Monday, 13 July 2026
BREAKING
POLITIK

Prabowo Geram: Pemimpin yang Adu Domba Saat Kalah, Pengkhianat Bangsa!

Oleh Danu Ilham July 13, 2026 2 hours lalu 0 komentar

Menteri Pertahanan Prabowo Subianto melontarkan kritik tajam. Ia menyebut pemimpin yang menganjurkan perusakan setelah kalah adalah pengkhianat. Pernyataan ini disampaikan dalam momentum peringatan Hari Koperasi.

Prabowo menekankan pentingnya persatuan bangsa. Ia prihatin dengan adanya pihak yang justru memecah belah. Hal ini dinilainya sebagai bentuk pengkhianatan terhadap negara.

Menurut Prabowo, seorang pemimpin seharusnya memberikan contoh yang baik. Bukan malah memicu kekacauan saat kontestasi politik berakhir. Ia secara tegas menolak segala bentuk hasutan untuk merusak.

Prabowo juga menyentil soal hukum karma. Ia meyakini bahwa setiap perbuatan buruk akan ada balasannya. Pemimpin yang melakukan pengkhianatan akan menghadapi konsekuensinya sendiri.

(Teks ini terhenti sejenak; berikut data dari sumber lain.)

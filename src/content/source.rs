//! Document sources - where raw post text comes from

use async_trait::async_trait;
use reqwest::{Client, Url};
use std::path::{Path, PathBuf};
use walkdir::WalkDir;

use super::{FetchError, LoadError};

/// Fetches raw document text by location
#[async_trait]
pub trait DocumentSource: Send + Sync {
    /// Fetch the raw text of one document
    async fn fetch(&self, location: &str) -> Result<String, FetchError>;
}

/// Reads documents from a directory on disk
#[derive(Debug, Clone)]
pub struct FsSource {
    root: PathBuf,
}

impl FsSource {
    pub fn new<P: AsRef<Path>>(root: P) -> Self {
        Self {
            root: root.as_ref().to_path_buf(),
        }
    }

    pub fn root(&self) -> &Path {
        &self.root
    }

    /// Discover markdown documents under `dir` (relative to the root)
    ///
    /// Locations are returned relative to the root, sorted by path so the
    /// discovery order is stable between runs. Entries that cannot be read
    /// (dangling links, permission errors) are skipped; only an unreadable
    /// `dir` fails the discovery.
    pub fn discover(&self, dir: &str) -> Result<Vec<String>, LoadError> {
        let base = self.root.join(dir);
        if !base.exists() {
            return Ok(Vec::new());
        }

        let mut locations = Vec::new();
        for entry in WalkDir::new(&base).follow_links(true).sort_by_file_name() {
            let entry = match entry {
                Ok(entry) => entry,
                Err(source) if source.depth() == 0 => {
                    return Err(LoadError::Discover {
                        path: base.display().to_string(),
                        source,
                    });
                }
                Err(e) => {
                    tracing::warn!("Skipping unreadable entry: {}", e);
                    continue;
                }
            };
            let path = entry.path();
            if path.is_file() && is_markdown_file(path) {
                let relative = path.strip_prefix(&self.root).unwrap_or(path);
                locations.push(relative.to_string_lossy().replace('\\', "/"));
            }
        }

        Ok(locations)
    }
}

#[async_trait]
impl DocumentSource for FsSource {
    async fn fetch(&self, location: &str) -> Result<String, FetchError> {
        let path = self.root.join(location);
        tokio::fs::read_to_string(&path)
            .await
            .map_err(|source| FetchError::Io {
                location: location.to_string(),
                source,
            })
    }
}

/// Fetches documents over HTTP relative to a base URL
#[derive(Debug, Clone)]
pub struct HttpSource {
    client: Client,
    base: Url,
}

impl HttpSource {
    /// Create a source for `base`; a trailing slash is added when missing
    pub fn new(base: &str) -> Result<Self, FetchError> {
        let normalized = if base.ends_with('/') {
            base.to_string()
        } else {
            format!("{}/", base)
        };
        let base = Url::parse(&normalized).map_err(|e| FetchError::InvalidUrl {
            location: base.to_string(),
            reason: e.to_string(),
        })?;

        Ok(Self {
            client: Client::new(),
            base,
        })
    }

    fn url_for(&self, location: &str) -> Result<Url, FetchError> {
        self.base
            .join(location.trim_start_matches('/'))
            .map_err(|e| FetchError::InvalidUrl {
                location: location.to_string(),
                reason: e.to_string(),
            })
    }
}

#[async_trait]
impl DocumentSource for HttpSource {
    async fn fetch(&self, location: &str) -> Result<String, FetchError> {
        let url = self.url_for(location)?;
        let transport = |source| FetchError::Transport {
            location: location.to_string(),
            source,
        };

        let res = self.client.get(url).send().await.map_err(transport)?;
        let status = res.status();
        if !status.is_success() {
            return Err(FetchError::Status {
                location: location.to_string(),
                status: status.as_u16(),
            });
        }

        res.text().await.map_err(transport)
    }
}

/// Check if a file is a markdown file
fn is_markdown_file(path: &Path) -> bool {
    path.extension()
        .and_then(|e| e.to_str())
        .map(|e| e == "md" || e == "markdown")
        .unwrap_or(false)
}

#[cfg(test)]
mod tests {
    use super::*;
    use axum::{http::StatusCode, routing::get, Router};
    use std::fs;
    use tempfile::TempDir;

    #[test]
    fn test_discover_sorted_markdown_only() {
        let dir = TempDir::new().unwrap();
        let posts = dir.path().join("_posts");
        fs::create_dir_all(posts.join("2024")).unwrap();
        fs::write(posts.join("b.md"), "b").unwrap();
        fs::write(posts.join("a.markdown"), "a").unwrap();
        fs::write(posts.join("2024").join("c.md"), "c").unwrap();
        fs::write(posts.join("image.png"), "png").unwrap();

        let source = FsSource::new(dir.path());
        let found = source.discover("_posts").unwrap();
        assert_eq!(found, vec!["_posts/2024/c.md", "_posts/a.markdown", "_posts/b.md"]);
    }

    #[cfg(unix)]
    #[test]
    fn test_discover_skips_broken_symlink() {
        let dir = TempDir::new().unwrap();
        let posts = dir.path().join("_posts");
        fs::create_dir_all(&posts).unwrap();
        fs::write(posts.join("a.md"), "a").unwrap();
        std::os::unix::fs::symlink(posts.join("nowhere.md"), posts.join("broken.md")).unwrap();

        let source = FsSource::new(dir.path());
        assert_eq!(source.discover("_posts").unwrap(), vec!["_posts/a.md"]);
    }

    #[test]
    fn test_discover_missing_dir_is_empty() {
        let dir = TempDir::new().unwrap();
        let source = FsSource::new(dir.path());
        assert!(source.discover("_posts").unwrap().is_empty());
    }

    #[tokio::test]
    async fn test_fs_fetch() {
        let dir = TempDir::new().unwrap();
        fs::write(dir.path().join("hello.md"), "hello").unwrap();
        let source = FsSource::new(dir.path());

        assert_eq!(source.fetch("hello.md").await.unwrap(), "hello");
        assert!(matches!(
            source.fetch("missing.md").await,
            Err(FetchError::Io { .. })
        ));
    }

    #[tokio::test]
    async fn test_http_fetch() {
        let app = Router::new()
            .route("/posts/hello.md", get(|| async { "---\ntitle: Hi\n---\nbody" }))
            .route(
                "/posts/broken.md",
                get(|| async { (StatusCode::INTERNAL_SERVER_ERROR, "boom") }),
            );
        let listener = tokio::net::TcpListener::bind("127.0.0.1:0").await.unwrap();
        let addr = listener.local_addr().unwrap();
        tokio::spawn(async move {
            axum::serve(listener, app).await.unwrap();
        });

        let source = HttpSource::new(&format!("http://{}/posts", addr)).unwrap();
        let text = source.fetch("hello.md").await.unwrap();
        assert!(text.starts_with("---\ntitle: Hi"));

        match source.fetch("broken.md").await {
            Err(FetchError::Status { status, .. }) => assert_eq!(status, 500),
            other => panic!("expected status error, got {:?}", other),
        }
        match source.fetch("missing.md").await {
            Err(FetchError::Status { status, .. }) => assert_eq!(status, 404),
            other => panic!("expected status error, got {:?}", other),
        }
    }

    #[test]
    fn test_http_invalid_base() {
        assert!(matches!(
            HttpSource::new("not a url"),
            Err(FetchError::InvalidUrl { .. })
        ));
    }
}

“Yang namanya pemimpin yang menganjurkan perusakan, ya dia pengkhianat,” tegas Prabowo. Ia berbicara di hadapan para pelaku koperasi. Acara tersebut berlangsung di Jakarta, baru-baru ini.

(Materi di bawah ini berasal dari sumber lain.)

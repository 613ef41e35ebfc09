//! JSON query server with optional reload on file changes

use anyhow::Result;
use axum::{
    extract::{Path, Query, State},
    http::StatusCode,
    response::{Html, IntoResponse, Response},
    routing::{get, post},
    Json, Router,
};
use notify_debouncer_mini::{new_debouncer, notify::RecursiveMode, DebouncedEvent};
use serde::{Deserialize, Serialize};
use std::net::SocketAddr;
use std::sync::Arc;
use std::time::Duration;
use tower_http::trace::TraceLayer;

use crate::content::{extract_toc, LoadState, MarkdownRenderer, Post, TocEntry};
use crate::index::{FacetCount, PostFilter, PostIndex};
use crate::Folio;

/// Server state
struct ServerState {
    folio: Folio,
    renderer: MarkdownRenderer,
}

/// Load state as reported by `/api/status`
#[derive(Debug, Serialize)]
#[serde(tag = "state", rename_all = "lowercase")]
enum StatusBody {
    Idle,
    Loading,
    Loaded { posts: usize },
    Failed { error: String },
}

/// `/api/status` response: the site title next to the load state
#[derive(Debug, Serialize)]
struct StatusResponse {
    site: String,
    #[serde(flatten)]
    state: StatusBody,
}

impl From<LoadState> for StatusBody {
    fn from(state: LoadState) -> Self {
        match state {
            LoadState::Idle => StatusBody::Idle,
            LoadState::Loading => StatusBody::Loading,
            LoadState::Loaded(index) => StatusBody::Loaded { posts: index.len() },
            LoadState::Failed(error) => StatusBody::Failed { error },
        }
    }
}

/// Errors returned to API clients
#[derive(Debug)]
enum ApiError {
    NotFound(String),
    Unavailable(String),
}

impl IntoResponse for ApiError {
    fn into_response(self) -> Response {
        let (status, error) = match self {
            ApiError::NotFound(what) => (StatusCode::NOT_FOUND, format!("Not found: {}", what)),
            ApiError::Unavailable(e) => (StatusCode::SERVICE_UNAVAILABLE, e),
        };
        (status, Json(serde_json::json!({ "error": error }))).into_response()
    }
}

impl From<anyhow::Error> for ApiError {
    fn from(e: anyhow::Error) -> Self {
        ApiError::Unavailable(e.to_string())
    }
}

type ApiResult<T> = std::result::Result<T, ApiError>;

#[derive(Debug, Default, Deserialize)]
struct ListParams {
    q: Option<String>,
    category: Option<String>,
    /// Comma-separated tag names
    tags: Option<String>,
}

impl ListParams {
    fn into_filter(self) -> PostFilter {
        let tags = self
            .tags
            .map(|tags| {
                tags.split(',')
                    .map(str::trim)
                    .filter(|t| !t.is_empty())
                    .map(str::to_string)
                    .collect()
            })
            .unwrap_or_default();
        PostFilter {
            query: self.q,
            category: self.category.filter(|c| !c.is_empty()),
            tags,
        }
    }
}

#[derive(Debug, Deserialize)]
struct RelatedParams {
    limit: Option<usize>,
}

/// Build the API router
pub fn router(folio: Folio) -> Router {
    let state = Arc::new(ServerState {
        folio,
        renderer: MarkdownRenderer::new(),
    });

    Router::new()
        .route("/api/status", get(status_handler))
        .route("/api/reload", post(reload_handler))
        .route("/api/posts", get(list_handler))
        .route("/api/posts/:slug", get(post_handler))
        .route("/api/posts/:slug/toc", get(toc_handler))
        .route("/api/posts/:slug/related", get(related_handler))
        .route("/api/posts/:slug/html", get(html_handler))
        .route("/api/categories", get(categories_handler))
        .route("/api/categories/:category", get(category_posts_handler))
        .route("/api/tags", get(tags_handler))
        .route("/api/tags/:tag", get(tag_posts_handler))
        .layer(TraceLayer::new_for_http())
        .with_state(state)
}

/// Start the query server
pub async fn start(folio: &Folio, ip: &str, port: u16, watch: bool) -> Result<()> {
    // Load once up front so a broken site fails early
    let index = folio.index().await?;
    tracing::info!("Serving {} posts", index.len());

    let bind_ip = if ip == "localhost" { "127.0.0.1" } else { ip };
    let addr: SocketAddr = format!("{}:{}", bind_ip, port).parse()?;

    println!("Server running at http://{}:{}", ip, port);
    if watch {
        println!("Watching {} for changes...", folio.source_dir.display());
        let folio = folio.clone();
        let handle = tokio::runtime::Handle::current();
        tokio::task::spawn_blocking(move || {
            if let Err(e) = watch_and_reload(folio, handle) {
                tracing::error!("File watcher error: {}", e);
            }
        });
    }
    println!("Press Ctrl+C to stop.");

    let listener = tokio::net::TcpListener::bind(addr).await?;
    axum::serve(listener, router(folio.clone())).await?;

    Ok(())
}

/// Watch the source directory and reload posts on changes
fn watch_and_reload(folio: Folio, handle: tokio::runtime::Handle) -> Result<()> {
    let (tx, rx) = std::sync::mpsc::channel();

    // Debounce to avoid reloading on every write of a save
    let mut debouncer = new_debouncer(Duration::from_millis(500), tx)?;
    debouncer
        .watcher()
        .watch(&folio.source_dir, RecursiveMode::Recursive)?;
    tracing::debug!("Watching: {:?}", folio.source_dir);

    for result in rx {
        match result {
            Ok(events) => {
                let changed: Vec<_> = events.iter().filter(|e| is_relevant(e)).collect();
                if changed.is_empty() {
                    continue;
                }
                for event in &changed {
                    tracing::info!("File changed: {}", event.path.display());
                }

                match handle.block_on(folio.reload()) {
                    Ok(index) => tracing::info!("Reloaded {} posts", index.len()),
                    // The previous index keeps being served
                    Err(e) => tracing::error!("Reload failed: {}", e),
                }
            }
            Err(e) => {
                tracing::error!("Watch error: {:?}", e);
            }
        }
    }

    Ok(())
}

/// Skip editor and VCS noise
fn is_relevant(event: &DebouncedEvent) -> bool {
    let path = event.path.to_string_lossy();
    !path.contains(".git")
        && !path.contains(".DS_Store")
        && !path.ends_with('~')
        && !path.ends_with(".swp")
}

async fn current_index(state: &ServerState) -> ApiResult<Arc<PostIndex>> {
    Ok(state.folio.index().await?)
}

fn find_post<'a>(index: &'a PostIndex, slug: &str) -> ApiResult<&'a Post> {
    index
        .by_slug(slug)
        .ok_or_else(|| ApiError::NotFound(format!("post {}", slug)))
}

fn owned(posts: Vec<&Post>) -> Json<Vec<Post>> {
    Json(posts.into_iter().cloned().collect())
}

async fn status_handler(State(state): State<Arc<ServerState>>) -> Json<StatusResponse> {
    Json(StatusResponse {
        site: state.folio.config.title.clone(),
        state: state.folio.state().into(),
    })
}

async fn reload_handler(State(state): State<Arc<ServerState>>) -> ApiResult<Json<StatusBody>> {
    let index = state.folio.reload().await?;
    Ok(Json(StatusBody::Loaded { posts: index.len() }))
}

async fn list_handler(
    State(state): State<Arc<ServerState>>,
    Query(params): Query<ListParams>,
) -> ApiResult<Json<Vec<Post>>> {
    let index = current_index(&state).await?;
    Ok(owned(index.filter(&params.into_filter())))
}

async fn post_handler(
    State(state): State<Arc<ServerState>>,
    Path(slug): Path<String>,
) -> ApiResult<Json<Post>> {
    let index = current_index(&state).await?;
    Ok(Json(find_post(&index, &slug)?.clone()))
}

async fn toc_handler(
    State(state): State<Arc<ServerState>>,
    Path(slug): Path<String>,
) -> ApiResult<Json<Vec<TocEntry>>> {
    let index = current_index(&state).await?;
    let post = find_post(&index, &slug)?;
    Ok(Json(extract_toc(&post.content)))
}

async fn related_handler(
    State(state): State<Arc<ServerState>>,
    Path(slug): Path<String>,
    Query(params): Query<RelatedParams>,
) -> ApiResult<Json<Vec<Post>>> {
    let index = current_index(&state).await?;
    let post = find_post(&index, &slug)?;
    let limit = params.limit.unwrap_or(state.folio.config.related_limit);
    Ok(owned(index.related(post, limit)))
}

async fn html_handler(
    State(state): State<Arc<ServerState>>,
    Path(slug): Path<String>,
) -> ApiResult<Html<String>> {
    let index = current_index(&state).await?;
    let post = find_post(&index, &slug)?;
    Ok(Html(state.renderer.render(&post.content)))
}

async fn categories_handler(
    State(state): State<Arc<ServerState>>,
) -> ApiResult<Json<Vec<FacetCount>>> {
    let index = current_index(&state).await?;
    Ok(Json(index.category_counts()))
}

async fn category_posts_handler(
    State(state): State<Arc<ServerState>>,
    Path(category): Path<String>,
) -> ApiResult<Json<Vec<Post>>> {
    let index = current_index(&state).await?;
    Ok(owned(index.by_category(&category)))
}

async fn tags_handler(State(state): State<Arc<ServerState>>) -> ApiResult<Json<Vec<FacetCount>>> {
    let index = current_index(&state).await?;
    Ok(Json(index.tag_counts()))
}

async fn tag_posts_handler(
    State(state): State<Arc<ServerState>>,
    Path(tag): Path<String>,
) -> ApiResult<Json<Vec<Post>>> {
    let index = current_index(&state).await?;
    Ok(owned(index.by_tag(&tag)))
}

Ia mengajak seluruh elemen bangsa untuk bersatu padu. Fokus pada pembangunan dan kemajuan Indonesia. Bukan terjebak dalam narasi perpecahan yang merugikan. Prabowo ingin melihat bangsa yang kuat dan solid.

Prabowo menekankan bahwa demokrasi seharusnya dijalankan dengan sportif. Kekalahan dalam kontestasi politik adalah hal yang lumrah. Namun, respons yang ditunjukkan haruslah konstruktif.

Membangun kembali kepercayaan publik. Memperbaiki diri dan memberikan kontribusi positif. Itu yang seharusnya menjadi fokus utama setiap pemimpin.

Ia berharap para pemimpin bangsa dapat merenungkan pernyataannya. Hindari sikap yang dapat merusak tatanan sosial. Utamakan kepentingan negara di atas segalanya.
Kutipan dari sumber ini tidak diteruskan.